Every record below is to be restated word for word.

Dataset excerpts
============

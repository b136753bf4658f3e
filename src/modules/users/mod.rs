pub mod entity;
pub mod models;
pub mod routes;

use std::sync::Arc;

use async_trait::async_trait;
use axum::Router;
use bookclub_kernel::{InitCtx, Migration, Module};
use serde_json::json;

use crate::utils::openapi::{doc_body, doc_error, doc_path_param, doc_response};

pub use routes::caller_account;

/// Registration, login, logout and self-service account management
pub struct UsersModule;

impl UsersModule {
    pub const fn new() -> Self {
        Self
    }
}

#[async_trait]
impl Module for UsersModule {
    fn name(&self) -> &'static str {
        "users"
    }

    async fn init(&self, ctx: &InitCtx<'_>) -> anyhow::Result<()> {
        tracing::info!(
            module = self.name(),
            environment = ?ctx.settings.environment,
            token_ttl_minutes = ctx.settings.auth.token_ttl_minutes,
            "users module initialized"
        );
        Ok(())
    }

    fn routes(&self) -> Router {
        routes::router()
    }

    fn openapi(&self) -> Option<serde_json::Value> {
        let email_param = json!([doc_path_param("email")]);
        let secured = json!([{ "bearerAuth": [] }]);

        Some(json!({
            "paths": {
                "/register": {
                    "post": {
                        "summary": "Register a user",
                        "tags": ["Users"],
                        "requestBody": doc_body("Credentials"),
                        "responses": {
                            "201": doc_response("User created", "Message"),
                            "400": doc_error("Email not valid"),
                            "409": doc_error("User already exists")
                        }
                    }
                },
                "/login": {
                    "post": {
                        "summary": "Exchange credentials for a bearer token",
                        "tags": ["Users"],
                        "requestBody": doc_body("Credentials"),
                        "responses": {
                            "200": doc_response("Access token", "TokenResponse"),
                            "401": doc_error("Invalid credentials"),
                            "404": doc_error("User not found")
                        }
                    }
                },
                "/logout": {
                    "post": {
                        "summary": "Revoke the current token",
                        "tags": ["Users"],
                        "security": secured,
                        "responses": {
                            "200": doc_response("Token revoked", "Message"),
                            "401": doc_error("Missing or invalid token")
                        }
                    }
                },
                "/users/{email}": {
                    "get": {
                        "summary": "Get your own account",
                        "tags": ["Users"],
                        "security": secured,
                        "parameters": email_param,
                        "responses": {
                            "200": doc_response("User", "User"),
                            "403": doc_error("Access denied"),
                            "404": doc_error("User not found")
                        }
                    },
                    "put": {
                        "summary": "Change your email or password",
                        "tags": ["Users"],
                        "security": secured,
                        "parameters": email_param,
                        "requestBody": doc_body("UserPatch"),
                        "responses": {
                            "200": doc_response("User edited", "Message"),
                            "400": doc_error("No data has been changed"),
                            "403": doc_error("Access denied"),
                            "404": doc_error("User not found"),
                            "409": doc_error("User already exists")
                        }
                    },
                    "delete": {
                        "summary": "Delete your account and everything it owns",
                        "tags": ["Users"],
                        "security": secured,
                        "parameters": email_param,
                        "responses": {
                            "200": doc_response("User deleted", "Message"),
                            "403": doc_error("Access denied"),
                            "404": doc_error("User not found")
                        }
                    }
                }
            },
            "components": {
                "schemas": {
                    "Message": {
                        "type": "object",
                        "properties": { "message": { "type": "string" } },
                        "required": ["message"]
                    },
                    "Credentials": {
                        "type": "object",
                        "properties": {
                            "email": { "type": "string", "format": "email" },
                            "password": { "type": "string" }
                        },
                        "required": ["email", "password"]
                    },
                    "UserPatch": {
                        "type": "object",
                        "properties": {
                            "email": { "type": "string", "format": "email" },
                            "password": { "type": "string" }
                        }
                    },
                    "User": {
                        "type": "object",
                        "properties": {
                            "id": { "type": "integer" },
                            "email": { "type": "string" }
                        },
                        "required": ["id", "email"]
                    },
                    "TokenResponse": {
                        "type": "object",
                        "properties": {
                            "access_token": { "type": "string" },
                            "token_type": { "type": "string" }
                        },
                        "required": ["access_token", "token_type"]
                    }
                }
            }
        }))
    }

    fn migrations(&self) -> Vec<Migration> {
        vec![Migration {
            id: "001_users",
            up: r#"
                CREATE TABLE users (
                    id       INTEGER PRIMARY KEY AUTOINCREMENT,
                    email    TEXT NOT NULL UNIQUE,
                    password TEXT NOT NULL
                );
                "#,
        }]
    }

    async fn start(&self, _ctx: &InitCtx<'_>) -> anyhow::Result<()> {
        tracing::info!(module = self.name(), "users module started");
        Ok(())
    }

    async fn stop(&self) -> anyhow::Result<()> {
        tracing::info!(module = self.name(), "users module stopped");
        Ok(())
    }
}

/// Create a new instance of the users module
pub fn create_module() -> Arc<dyn Module> {
    Arc::new(UsersModule::new())
}
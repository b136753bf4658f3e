use dashmap::DashSet;

/// Token ids invalidated before their natural expiry.
///
/// Membership is monotonic: entries are never removed while the process runs.
#[derive(Debug, Default)]
pub struct RevocationList {
    revoked: DashSet<String>,
}

impl RevocationList {
    pub fn new() -> Self {
        Self::default()
    }

    /// Revoke `jti`. Returns `false` if it was already revoked.
    pub fn revoke(&self, jti: &str) -> bool {
        self.revoked.insert(jti.to_string())
    }

    pub fn is_revoked(&self, jti: &str) -> bool {
        self.revoked.contains(jti)
    }

    pub fn len(&self) -> usize {
        self.revoked.len()
    }

    pub fn is_empty(&self) -> bool {
        self.revoked.is_empty()
    }
}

============

Written reply
repository b136753bf4658f3e
filename src/modules/users/mod.rs
pub mod entity;
pub mod models;
pub mod routes;

use std::sync::Arc;

use async_trait::async_trait;
use axum::Router;
use bookclub_kernel::{InitCtx, Migration, Module};
use serde_json::json;

use crate::utils::openapi::{doc_body, doc_error, doc_path_param, doc_response};

pub use routes::caller_account;

/// Registration, login, logout and self-service account management
pub struct UsersModule;

impl UsersModule {
    pub const fn new() -> Self {
        Self
    }
}

#[async_trait]
impl Module for UsersModule {
    fn name(&self) -> &'static str {
        "users"
    }

    async fn init(&self, ctx: &InitCtx<'_>) -> anyhow::Result<()> {
        tracing::info!(
            module = self.name(),
            environment = ?ctx.settings.environment,
            token_ttl_minutes = ctx.settings.auth.token_ttl_minutes,
            "users module initialized"
        );
        Ok(())
    }

    fn routes(&self) -> Router {
        routes::router()
    }

    fn openapi(&self) -> Option<serde_json::Value> {
        let email_param = json!([doc_path_param("email")]);
        let secured = json!([{ "bearerAuth": [] }]);

        Some(json!({
            "paths": {
                "/register": {
                    "post": {
                        "summary": "Register a user",
                        "tags": ["Users"],
                        "requestBody": doc_body("Credentials"),
                        "responses": {
                            "201": doc_response("User created", "Message"),
                            "400": doc_error("Email not valid"),
                            "409": doc_error("User already exists")
                        }
                    }
                },
                "/login": {
                    "post": {
                        "summary": "Exchange credentials for a bearer token",
                        "tags": ["Users"],
                        "requestBody": doc_body("Credentials"),
                        "responses": {
                            "200": doc_response("Access token", "TokenResponse"),
                            "401": doc_error("Invalid credentials"),
                            "404": doc_error("User not found")
                        }
                    }
                },
                "/logout": {
                    "post": {
                        "summary": "Revoke the current token",
                        "tags": ["Users"],
                        "security": secured,
                        "responses": {
                            "200": doc_response("Token revoked", "Message"),
                            "401": doc_error("Missing or invalid token")
                        }
                    }
                },
                "/users/{email}": {
                    "get": {
                        "summary": "Get your own account",
                        "tags": ["Users"],
                        "security": secured,
                        "parameters": email_param,
                        "responses": {
                            "200": doc_response("User", "User"),
                            "403": doc_error("Access denied"),
                            "404": doc_error("User not found")
                        }
                    },
                    "put": {
                        "summary": "Change your email or password",
                        "tags": ["Users"],
                        "security": secured,
                        "parameters": email_param,
                        "requestBody": doc_body("UserPatch"),
                        "responses": {
                            "200": doc_response("User edited", "Message"),
                            "400": doc_error("No data has been changed"),
                            "403": doc_error("Access denied"),
                            "404": doc_error("User not found"),
                            "409": doc_error("User already exists")
                        }
                    },
                    "delete": {
                        "summary": "Delete your account and everything it owns",
                        "tags": ["Users"],
                        "security": secured,
                        "parameters": email_param,
                        "responses": {
                            "200": doc_response("User deleted", "Message"),
                            "403": doc_error("Access denied"),
                            "404": doc_error("User not found")
                        }
                    }
                }
            },
            "components": {
                "schemas": {
                    "Message": {
                        "type": "object",
                        "properties": { "message": { "type": "string" } },
                        "required": ["message"]
                    },
                    "Credentials": {
                        "type": "object",
                        "properties": {
                            "email": { "type": "string", "format": "email" },
                            "password": { "type": "string" }
                        },
                        "required": ["email", "password"]
                    },
                    "UserPatch": {
                        "type": "object",
                        "properties": {
                            "email": { "type": "string", "format": "email" },
                            "password": { "type": "string" }
                        }
                    },
                    "User": {
                        "type": "object",
                        "properties": {
                            "id": { "type": "integer" },
                            "email": { "type": "string" }
                        },
                        "required": ["id", "email"]
                    },
                    "TokenResponse": {
                        "type": "object",
                        "properties": {
                            "access_token": { "type": "string" },
                            "token_type": { "type": "string" }
                        },
                        "required": ["access_token", "token_type"]
                    }
                }
            }
        }))
    }

    fn migrations(&self) -> Vec<Migration> {
        vec![Migration {
            id: "001_users",
            up: r#"
                CREATE TABLE users (
                    id       INTEGER PRIMARY KEY AUTOINCREMENT,
                    email    TEXT NOT NULL UNIQUE,
                    password TEXT NOT NULL
                );
                "#,
        }]
    }

    async fn start(&self, _ctx: &InitCtx<'_>) -> anyhow::Result<()> {
        tracing::info!(module = self.name(), "users module started");
        Ok(())
    }

    async fn stop(&self) -> anyhow::Result<()> {
        tracing::info!(module = self.name(), "users module stopped");
        Ok(())
    }
}

/// Create a new instance of the users module
pub fn create_module() -> Arc<dyn Module> {
    Arc::new(UsersModule::new())
}
repository b136753bf4658f3e
use dashmap::DashSet;

/// Token ids invalidated before their natural expiry.
///
/// Membership is monotonic: entries are never removed while the process runs.
#[derive(Debug, Default)]
pub struct RevocationList {
    revoked: DashSet<String>,
}

impl RevocationList {
    pub fn new() -> Self {
        Self::default()
    }

    /// Revoke `jti`. Returns `false` if it was already revoked.
    pub fn revoke(&self, jti: &str) -> bool {
        self.revoked.insert(jti.to_string())
    }

    pub fn is_revoked(&self, jti: &str) -> bool {
        self.revoked.contains(jti)
    }

    pub fn len(&self) -> usize {
        self.revoked.len()
    }

    pub fn is_empty(&self) -> bool {
        self.revoked.is_empty()
    }
}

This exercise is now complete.